_Action item:_ Everything from the first line below through the line with "use crate::consensus::ConsensusResolver;" is to be transcribed exactly, and nothing past it.

_Exercise inputs:_
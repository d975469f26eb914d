use std::net::Ipv4Addr;
use std::sync::Arc;
use std::time::Duration;

use log::{error, info, warn};
use tokio::task::JoinHandle;

use crate::blockchain::{Block, Blockchain, BlockchainError, Submission};
use crate::config::NodeConfig;
use crate::consensus::ConsensusResolver;
use crate::network::discovery::{self, DiscoveryRange};
use crate::network::{broadcast, PeerEvent, PeerNetwork, TransactionRequest};
use crate::scheduler::{spawn_periodic, spawn_periodic_after};

/// Where the node lives and how often its background tasks run
#[derive(Debug, Clone)]
pub struct NodeSettings {
    pub host: Ipv4Addr,
    pub port: u16,
    pub discovery: DiscoveryRange,
    pub peer_timeout: Duration,
    pub mining_interval: Duration,
    pub neighbour_sync_interval: Duration,
}

impl From<&NodeConfig> for NodeSettings {
    fn from(config: &NodeConfig) -> Self {
        NodeSettings {
            host: config.host,
            port: config.port,
            discovery: config.discovery_range(),
            peer_timeout: config.peer_timeout(),
            mining_interval: config.mining_interval(),
            neighbour_sync_interval: config.neighbour_sync_interval(),
        }
    }
}

/// A ledger wired to its peers
pub struct Node {
    blockchain: Arc<Blockchain>,
    network: Arc<dyn PeerNetwork>,
    consensus: ConsensusResolver,
    settings: NodeSettings,
}

impl Node {
    pub fn new(blockchain: Arc<Blockchain>, network: Arc<dyn PeerNetwork>, settings: NodeSettings) -> Self {
        let consensus = ConsensusResolver::new(blockchain.clone(), network.clone());

        Node {
            blockchain,
            network,
            consensus,
            settings,
        }
    }

    pub fn blockchain(&self) -> &Arc<Blockchain> {
        &self.blockchain
    }

    fn submission(request: TransactionRequest) -> Result<Submission, BlockchainError> {
        Submission::try_from(request).map_err(|err| {
            warn!("Rejected transaction request: {}", err);
            BlockchainError::from(err)
        })
    }

    /// Admits a transaction submitted by a client and relays it to every neighbour.
    ///
    /// Relay failures are logged and do not undo the local admission.
    pub async fn create_transaction(&self, request: TransactionRequest) -> Result<(), BlockchainError> {
        let submission = Self::submission(request.clone())?;
        self.blockchain.add_transaction(submission)?;

        let neighbours = self.blockchain.neighbours();
        broadcast(self.network.as_ref(), &neighbours, &PeerEvent::Transaction(request)).await;

        Ok(())
    }

    /// Admits a transaction relayed by a neighbour, without relaying it further
    pub fn add_transaction(&self, request: TransactionRequest) -> Result<(), BlockchainError> {
        let submission = Self::submission(request)?;
        self.blockchain.add_transaction(submission)
    }

    /// Mines one block off the async workers, then tells neighbours to clear
    /// their pools and run consensus.
    ///
    /// Notifications go out from a background task; the returned block does
    /// not wait for neighbours to answer.
    pub async fn mine(&self) -> Result<Block, BlockchainError> {
        let blockchain = self.blockchain.clone();
        let block = tokio::task::spawn_blocking(move || blockchain.mine())
            .await
            .map_err(|e| BlockchainError::SystemError(format!("Mining task failed: {}", e)))?;

        self.announce_block();
        Ok(block)
    }

    fn announce_block(&self) {
        let network = self.network.clone();
        let neighbours = self.blockchain.neighbours();

        tokio::spawn(async move {
            broadcast(network.as_ref(), &neighbours, &PeerEvent::BlockCreated).await;
            broadcast(network.as_ref(), &neighbours, &PeerEvent::ConsensusRequested).await;
        });
    }

    pub async fn resolve_conflicts(&self) -> bool {
        self.consensus.resolve_conflicts().await
    }

    /// Rescans the discovery range and replaces the neighbour list
    pub async fn sync_neighbours(&self) {
        let neighbours = discovery::find_neighbours(
            self.settings.host,
            self.settings.port,
            &self.settings.discovery,
            self.settings.peer_timeout,
        )
        .await;

        info!("Neighbours: {:?}", neighbours);
        self.blockchain.set_neighbours(neighbours);
    }

    /// Startup sequence: find neighbours, catch up with them, then keep
    /// mining and refreshing neighbours in the background.
    pub async fn run(self: Arc<Self>) -> Vec<JoinHandle<()>> {
        self.sync_neighbours().await;
        self.resolve_conflicts().await;

        let sync_node = self.clone();
        let neighbour_sync = spawn_periodic_after(
            "neighbour sync",
            self.settings.neighbour_sync_interval,
            self.settings.neighbour_sync_interval,
            move || {
                let node = sync_node.clone();
                async move { node.sync_neighbours().await }
            },
        );

        let mining_node = self.clone();
        let mining = spawn_periodic("mining", self.settings.mining_interval, move || {
            let node = mining_node.clone();
            async move {
                if let Err(err) = node.mine().await {
                    error!("Mining failed: {}", err);
                }
            }
        });

        vec![neighbour_sync, mining]
    }
}

#[cfg(test)]
mod tests {
    use super::*;
    use crate::blockchain::{MiningSettings, TransactionError, Wallet, MINING_SENDER};
    use crate::network::testing::StaticNetwork;

    fn settings() -> NodeSettings {
        NodeSettings {
            host: Ipv4Addr::LOCALHOST,
            port: 0,
            discovery: DiscoveryRange {
                ip_start: 0,
                ip_end: 0,
                port_start: 1,
                port_end: 1,
            },
            peer_timeout: Duration::from_millis(200),
            mining_interval: Duration::from_millis(20),
            neighbour_sync_interval: Duration::from_secs(60),
        }
    }

    fn node(network: &Arc<StaticNetwork>) -> Node {
        let blockchain = Arc::new(Blockchain::new("miner".into(), MiningSettings::default()));
        Node::new(blockchain, network.clone(), settings())
    }

    fn funded_wallet(node: &Node, value: f64) -> Wallet {
        let wallet = Wallet::new();
        node.blockchain()
            .add_transaction(Submission::Reward {
                recipient: wallet.address().clone(),
                value,
            })
            .unwrap();
        node.blockchain().mine();
        wallet
    }

    #[tokio::test]
    async fn test_create_transaction_relays_to_neighbours() {
        let network = Arc::new(StaticNetwork::new());
        let node = node(&network);
        node.blockchain().set_neighbours(vec!["a".into(), "b".into()]);
        let wallet = funded_wallet(&node, 10.0);

        let request = TransactionRequest::signed(&wallet, &"B".into(), 4.0);
        node.create_transaction(request.clone()).await.unwrap();

        assert_eq!(node.blockchain().transaction_pool().len(), 1);
        assert_eq!(
            network.sent(),
            vec![
                ("a".to_string(), PeerEvent::Transaction(request.clone())),
                ("b".to_string(), PeerEvent::Transaction(request)),
            ]
        );
    }

    #[tokio::test]
    async fn test_relay_failure_keeps_local_admission() {
        let network = Arc::new(StaticNetwork::new());
        network.set_unreachable("down");
        let node = node(&network);
        node.blockchain().set_neighbours(vec!["down".into()]);
        let wallet = funded_wallet(&node, 10.0);

        let request = TransactionRequest::signed(&wallet, &"B".into(), 4.0);
        assert!(node.create_transaction(request).await.is_ok());
        assert_eq!(node.blockchain().transaction_pool().len(), 1);
    }

    #[tokio::test]
    async fn test_rejected_transaction_is_not_relayed() {
        let network = Arc::new(StaticNetwork::new());
        let node = node(&network);
        node.blockchain().set_neighbours(vec!["a".into()]);
        let broke = Wallet::new();

        let request = TransactionRequest::signed(&broke, &"B".into(), 4.0);
        let result = node.create_transaction(request).await;

        assert!(matches!(
            result,
            Err(BlockchainError::TransactionError(TransactionError::InsufficientBalance { .. }))
        ));
        assert!(network.sent().is_empty());
        assert!(node.blockchain().transaction_pool().is_empty());
    }

    #[tokio::test]
    async fn test_reward_sender_unreachable_from_requests() {
        let network = Arc::new(StaticNetwork::new());
        let node = node(&network);
        let wallet = Wallet::new();
        let mut request = TransactionRequest::signed(&wallet, &"B".into(), 4.0);
        request.sender_blockchain_address = MINING_SENDER.to_string();

        assert!(node.create_transaction(request.clone()).await.is_err());
        assert!(node.add_transaction(request).is_err());
        assert!(node.blockchain().transaction_pool().is_empty());
    }

    #[tokio::test]
    async fn test_replayed_transaction_is_not_relayed() {
        let network = Arc::new(StaticNetwork::new());
        let node = node(&network);
        node.blockchain().set_neighbours(vec!["a".into()]);
        let wallet = funded_wallet(&node, 10.0);

        node.add_transaction(TransactionRequest::signed(&wallet, &"B".into(), 4.0))
            .unwrap();

        assert_eq!(node.blockchain().transaction_pool().len(), 1);
        assert!(network.sent().is_empty());
    }

    #[tokio::test]
    async fn test_mine_notifies_neighbours() {
        let network = Arc::new(StaticNetwork::new());
        let node = node(&network);
        node.blockchain().set_neighbours(vec!["a".into()]);

        let block = node.mine().await.unwrap();
        assert_eq!(node.blockchain().last_block(), block);

        for _ in 0..100 {
            if network.sent().len() == 2 {
                break;
            }
            tokio::time::sleep(Duration::from_millis(10)).await;
        }
        assert_eq!(
            network.sent(),
            vec![
                ("a".to_string(), PeerEvent::BlockCreated),
                ("a".to_string(), PeerEvent::ConsensusRequested),
            ]
        );
    }

    #[tokio::test]
    async fn test_mine_does_not_wait_for_neighbours() {
        let network = Arc::new(StaticNetwork::new());
        network.set_delay(Duration::from_secs(5));
        let node = node(&network);
        node.blockchain().set_neighbours(vec!["slow".into()]);

        let mined = tokio::time::timeout(Duration::from_secs(2), node.mine()).await;

        assert!(matches!(mined, Ok(Ok(_))));
        assert_eq!(node.blockchain().chain_len(), 2);
    }

    #[tokio::test]
    async fn test_sync_neighbours_replaces_list() {
        let network = Arc::new(StaticNetwork::new());
        let node = node(&network);
        node.blockchain().set_neighbours(vec!["stale:1".into()]);

        node.sync_neighbours().await;

        assert!(node.blockchain().neighbours().is_empty());
    }

    #[tokio::test]
    async fn test_run_catches_up_then_mines() {
        let network = Arc::new(StaticNetwork::new());
        let node = Arc::new(node(&network));

        let handles = node.clone().run().await;
        tokio::time::sleep(Duration::from_millis(500)).await;
        for handle in handles {
            handle.abort();
        }

        assert!(node.blockchain().chain_len() >= 2);
        assert!(node.blockchain().is_valid());
    }
}
use actix_web::{web, HttpResponse, Responder};
use serde::{Deserialize, Serialize};
use utoipa::ToSchema;

use crate::blockchain::{Address, Block, Transaction, Wallet};
use crate::network::{ChainResponse, TransactionRequest};
use crate::node::Node;

/// Data structure for the node state
pub type NodeData = web::Data<Node>;

/// Response for the transaction pool endpoint
#[derive(Serialize, Deserialize, ToSchema)]
pub struct PoolResponse {
    pub length: usize,
    pub transactions: Vec<Transaction>,
}

/// Response for the mine endpoint
#[derive(Serialize, Deserialize, ToSchema)]
pub struct MineResponse {
    pub message: String,
    pub block: Block,
}

/// Response for the consensus endpoint
#[derive(Serialize, Deserialize, ToSchema)]
pub struct ConsensusResponse {
    /// Whether the local chain was replaced
    pub replaced: bool,
}

/// Response for the amount endpoint
#[derive(Serialize, Deserialize, ToSchema)]
pub struct AmountResponse {
    pub address: String,
    pub amount: f64,
}

/// Response for the create wallet endpoint
#[derive(Serialize, Deserialize, ToSchema)]
pub struct WalletResponse {
    pub address: String,

    /// Hex-encoded ed25519 public key, as expected in transaction requests
    pub public_key: String,

    /// Hex-encoded secret key
    pub private_key: String,
}

fn bad_request(err: impl std::fmt::Display) -> HttpResponse {
    HttpResponse::BadRequest().json(serde_json::json!({ "error": err.to_string() }))
}

/// Get the full blockchain
#[utoipa::path(
    get,
    path = "/api/v1/chain",
    responses(
        (status = 200, description = "Blockchain retrieved successfully", body = ChainResponse)
    )
)]
pub async fn get_chain(node: NodeData) -> impl Responder {
    HttpResponse::Ok().json(ChainResponse::new(node.blockchain().chain()))
}

/// Get all pending transactions
#[utoipa::path(
    get,
    path = "/api/v1/transactions",
    responses(
        (status = 200, description = "Transaction pool retrieved successfully", body = PoolResponse)
    )
)]
pub async fn get_transactions(node: NodeData) -> impl Responder {
    let transactions = node.blockchain().transaction_pool();

    HttpResponse::Ok().json(PoolResponse {
        length: transactions.len(),
        transactions,
    })
}

/// Create a new transaction
///
/// Verifies and admits a signed transaction, then relays it to every neighbour
#[utoipa::path(
    post,
    path = "/api/v1/transactions",
    request_body = TransactionRequest,
    responses(
        (status = 201, description = "Transaction admitted"),
        (status = 400, description = "Transaction rejected")
    )
)]
pub async fn create_transaction(node: NodeData, request: web::Json<TransactionRequest>) -> impl Responder {
    match node.create_transaction(request.into_inner()).await {
        Ok(()) => HttpResponse::Created().json(serde_json::json!({ "message": "success" })),
        Err(err) => bad_request(err),
    }
}

/// Admit a transaction relayed by a neighbour
#[utoipa::path(
    put,
    path = "/api/v1/transactions",
    request_body = TransactionRequest,
    responses(
        (status = 200, description = "Transaction admitted"),
        (status = 400, description = "Transaction rejected")
    )
)]
pub async fn update_transaction(node: NodeData, request: web::Json<TransactionRequest>) -> impl Responder {
    match node.add_transaction(request.into_inner()) {
        Ok(()) => HttpResponse::Ok().json(serde_json::json!({ "message": "success" })),
        Err(err) => bad_request(err),
    }
}

/// Clear the transaction pool
#[utoipa::path(
    delete,
    path = "/api/v1/transactions",
    responses(
        (status = 200, description = "Transaction pool cleared")
    )
)]
pub async fn clear_transactions(node: NodeData) -> impl Responder {
    node.blockchain().clear_transaction_pool();
    HttpResponse::Ok().json(serde_json::json!({ "message": "success" }))
}

/// Mine a new block
#[utoipa::path(
    post,
    path = "/api/v1/mine",
    responses(
        (status = 200, description = "Block mined successfully", body = MineResponse),
        (status = 500, description = "Mining failed")
    )
)]
pub async fn mine_block(node: NodeData) -> impl Responder {
    match node.mine().await {
        Ok(block) => HttpResponse::Ok().json(MineResponse {
            message: "New Block Mined".to_string(),
            block,
        }),
        Err(err) => HttpResponse::InternalServerError().json(serde_json::json!({
            "error": format!("Failed to mine block: {}", err)
        })),
    }
}

/// Resolve conflicts against every neighbour
#[utoipa::path(
    put,
    path = "/api/v1/consensus",
    responses(
        (status = 200, description = "Consensus resolved", body = ConsensusResponse)
    )
)]
pub async fn consensus(node: NodeData) -> impl Responder {
    let replaced = node.resolve_conflicts().await;
    HttpResponse::Ok().json(ConsensusResponse { replaced })
}

/// Get the committed balance of an address
#[utoipa::path(
    get,
    path = "/api/v1/amount/{address}",
    responses(
        (status = 200, description = "Balance retrieved successfully", body = AmountResponse)
    )
)]
pub async fn get_amount(node: NodeData, address: web::Path<String>) -> impl Responder {
    let address = Address(address.into_inner());
    let amount = node.blockchain().balance_of(&address);

    HttpResponse::Ok().json(AmountResponse {
        address: address.0,
        amount,
    })
}

/// Check if the blockchain is valid
#[utoipa::path(
    get,
    path = "/api/v1/validate",
    responses(
        (status = 200, description = "Blockchain validation status", body = bool)
    )
)]
pub async fn validate_chain(node: NodeData) -> impl Responder {
    HttpResponse::Ok().json(node.blockchain().is_valid())
}

/// Create a new wallet
///
/// The private key is not stored; keep it yourself
#[utoipa::path(
    post,
    path = "/api/v1/wallet/new",
    responses(
        (status = 201, description = "Wallet created successfully", body = WalletResponse)
    )
)]
pub async fn create_wallet() -> impl Responder {
    let wallet = Wallet::new();

    HttpResponse::Created().json(WalletResponse {
        address: wallet.address().0.clone(),
        public_key: wallet.public_key_hex(),
        private_key: hex::encode(wallet.export_secret_key()),
    })
}

#[cfg(test)]
mod tests {
    use super::*;
    use std::sync::Arc;
    use std::time::Duration;

    use actix_web::{http::StatusCode, test, App};

    use crate::api::configure_routes;
    use crate::blockchain::{Blockchain, MiningSettings, Submission, MINING_SENDER};
    use crate::network::discovery::DiscoveryRange;
    use crate::network::testing::StaticNetwork;
    use crate::node::NodeSettings;

    fn node_data() -> NodeData {
        let blockchain = Arc::new(Blockchain::new("miner".into(), MiningSettings::default()));
        let settings = NodeSettings {
            host: std::net::Ipv4Addr::LOCALHOST,
            port: 0,
            discovery: DiscoveryRange {
                ip_start: 0,
                ip_end: 0,
                port_start: 1,
                port_end: 1,
            },
            peer_timeout: Duration::from_millis(100),
            mining_interval: Duration::from_secs(60),
            neighbour_sync_interval: Duration::from_secs(60),
        };
        web::Data::new(Node::new(blockchain, Arc::new(StaticNetwork::new()), settings))
    }

    #[actix_web::test]
    async fn test_get_chain() {
        let app = test::init_service(App::new().app_data(node_data()).configure(configure_routes)).await;

        let request = test::TestRequest::get().uri("/api/v1/chain").to_request();
        let response: ChainResponse = test::call_and_read_body_json(&app, request).await;

        assert_eq!(response.length, 1);
        assert_eq!(response.chain[0].nonce, 0);
    }

    #[actix_web::test]
    async fn test_transaction_lifecycle() {
        let data = node_data();
        let wallet = Wallet::new();
        data.blockchain()
            .add_transaction(Submission::Reward {
                recipient: wallet.address().clone(),
                value: 10.0,
            })
            .unwrap();
        data.blockchain().mine();
        let app = test::init_service(App::new().app_data(data.clone()).configure(configure_routes)).await;

        let request = test::TestRequest::post()
            .uri("/api/v1/transactions")
            .set_json(TransactionRequest::signed(&wallet, &"B".into(), 3.0))
            .to_request();
        assert_eq!(test::call_service(&app, request).await.status(), StatusCode::CREATED);

        let request = test::TestRequest::get().uri("/api/v1/transactions").to_request();
        let pool: PoolResponse = test::call_and_read_body_json(&app, request).await;
        assert_eq!(pool.length, 1);

        let request = test::TestRequest::post().uri("/api/v1/mine").to_request();
        assert_eq!(test::call_service(&app, request).await.status(), StatusCode::OK);

        let request = test::TestRequest::get().uri("/api/v1/amount/B").to_request();
        let amount: AmountResponse = test::call_and_read_body_json(&app, request).await;
        assert_eq!(amount.amount, 3.0);
    }

    #[actix_web::test]
    async fn test_rejects_forged_and_reserved_requests() {
        let app = test::init_service(App::new().app_data(node_data()).configure(configure_routes)).await;
        let wallet = Wallet::new();

        let mut reserved = TransactionRequest::signed(&wallet, &"B".into(), 3.0);
        reserved.sender_blockchain_address = MINING_SENDER.to_string();
        let request = test::TestRequest::put()
            .uri("/api/v1/transactions")
            .set_json(reserved)
            .to_request();
        assert_eq!(test::call_service(&app, request).await.status(), StatusCode::BAD_REQUEST);

        let mut forged = TransactionRequest::signed(&wallet, &"B".into(), 3.0);
        forged.value = 30.0;
        let request = test::TestRequest::post()
            .uri("/api/v1/transactions")
            .set_json(forged)
            .to_request();
        assert_eq!(test::call_service(&app, request).await.status(), StatusCode::BAD_REQUEST);
    }

    #[actix_web::test]
    async fn test_clear_transactions_and_consensus() {
        let data = node_data();
        data.blockchain()
            .add_transaction(Submission::Reward {
                recipient: "B".into(),
                value: 1.0,
            })
            .unwrap();
        let app = test::init_service(App::new().app_data(data.clone()).configure(configure_routes)).await;

        let request = test::TestRequest::delete().uri("/api/v1/transactions").to_request();
        assert_eq!(test::call_service(&app, request).await.status(), StatusCode::OK);
        assert!(data.blockchain().transaction_pool().is_empty());

        let request = test::TestRequest::put().uri("/api/v1/consensus").to_request();
        let response: ConsensusResponse = test::call_and_read_body_json(&app, request).await;
        assert!(!response.replaced);
    }
}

_Response to this task:_
repository d975469f26eb914d
use std::net::Ipv4Addr;
use std::sync::Arc;
use std::time::Duration;

use log::{error, info, warn};
use tokio::task::JoinHandle;

use crate::blockchain::{Block, Blockchain, BlockchainError, Submission};
use crate::config::NodeConfig;
use crate::consensus::ConsensusResolver;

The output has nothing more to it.